One just has to glance at how running backs and wide receivers taken early from last season fared to see why favoring WRs early is popular. Last season the first four picks were RBs. Le’Veon Bell, Eddie Lacy, Marshawn Lynch, Jamaal Charles, C.J. Anderson, Jeremy Hill and DeMarco Murray were all selected within the top-14 picks in standard formats last season. Whether it was through injury or ineffectiveness, they all failed to score as RB1s in 12-team formats (Hill fared best, checking in at RB14).

That’s going to leave a mark. So after RBs made up nine of last season’s first 14 picks (including the first four), they are now outside of the top three entirely and you won’t find the ninth RB until pick 20. That doesn’t sound like a lot, but it’s a large change this early in drafts. Say you are picking at the back-end of a 12-team standard league. You now have a great chance at selecting Lamar Miller in the first round, an Allen Robinson or Brandon Marshall type of WR in the second round, and then a LeSean McCoy or C.J Anderson in the third before anyone else even has a running back.

You now have a stud RB1 that can anchor your team, except you didn't need to pick within the top three just to lock him up. You also have a great WR1 and an RB2 that is leaps and bounds ahead of the pack, allowing you to snag some insurance or a legit RB later as a FLEX play when others are scrambling to slot in Matt Jones as a reliable week-in, week-out starter. That sounds pretty good.

 

Conclusion

Austin Powers said it best: “Whoopty doo. What does it all mean, Basil?”

Going zero-RB or late-round QB can certainly work, but it would appear that these buzzy strategies have become so deeply ingrained now that there’s ample margin for profit to be had for the savvy owner. This is not meant to sell you on being contrarian, just to keep an open mind with some context for your 2016 fantasy football draft.

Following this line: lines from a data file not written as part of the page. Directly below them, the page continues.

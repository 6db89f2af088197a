//! MongoDB backend placeholder.
//!
//! No MongoDB driver is linked, so the connection string is only checked
//! for shape. Health reports that, and data operations report
//! [`StoreError::Unsupported`].

use catalog_vectors_core::error::StoreError;
use catalog_vectors_core::models::{Ack, BackendKind, HealthStatus, IndexedPoint, SearchResult};
use catalog_vectors_core::store::VectorStore;

const BACKEND: BackendKind = BackendKind::MongoDb;

pub struct MongoStore {
    /// Host part of the connection string, credentials stripped.
    host: String,
}

impl MongoStore {
    pub fn connect(uri: &str) -> Result<Self, StoreError> {
        let rest = uri
            .trim()
            .strip_prefix("mongodb+srv://")
            .or_else(|| uri.trim().strip_prefix("mongodb://"))
            .ok_or_else(|| StoreError::Connection {
                backend: BACKEND,
                message: "connection string must start with mongodb:// or mongodb+srv://"
                    .to_string(),
                transient: false,
            })?;
        let authority = rest.split(['/', '?']).next().unwrap_or_default();
        let host = authority.rsplit('@').next().unwrap_or_default().to_string();
        if host.is_empty() {
            return Err(StoreError::Connection {
                backend: BACKEND,
                message: "connection string has no host".to_string(),
                transient: false,
            });
        }
        Ok(Self { host })
    }
}

impl VectorStore for MongoStore {
    fn backend(&self) -> BackendKind {
        BACKEND
    }

    fn health_check(&self) -> HealthStatus {
        HealthStatus::failed(format!(
            "mongodb at {}: not implemented (no driver available)",
            self.host
        ))
    }

    fn upsert(&self, _point: &IndexedPoint, _collection: &str) -> Result<Ack, StoreError> {
        Err(StoreError::unsupported(BACKEND, "upsert"))
    }

    fn clear(&self, _collection: &str) -> Result<Ack, StoreError> {
        Err(StoreError::unsupported(BACKEND, "clear"))
    }

    fn search(
        &self,
        _vector: &[f32],
        _collection: &str,
        _limit: usize,
    ) -> Result<Vec<SearchResult>, StoreError> {
        Err(StoreError::unsupported(BACKEND, "search"))
    }
}

#[cfg(test)]
mod tests {
    use super::*;

    #[test]
    fn test_host_extracted_without_credentials() {
        let store = MongoStore::connect("mongodb+srv://user:pw@cluster0.example.net/?retryWrites=true")
            .unwrap();
        assert_eq!(store.host, "cluster0.example.net");
        let status = store.health_check();
        assert!(!status.healthy);
        assert!(!status.message.contains("pw"));
    }

    #[test]
    fn test_bad_scheme_rejected() {
        assert!(matches!(
            MongoStore::connect("postgres://db"),
            Err(StoreError::Connection { .. })
        ));
        assert!(MongoStore::connect("mongodb://").is_err());
    }
}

Drafting with a rigid plan tends to be a bad idea. You may have tested your respective strategy in multiple mock drafts, your league-mates may have told you who they’re “dead set” on picking, but anything can happen. It’s one thing to put a certain player on your “do not draft” list, it’s another thing entirely to blacklist a position. Keep an open mind, and you may just find some gold in the shadows as everyone runs to the spotlight.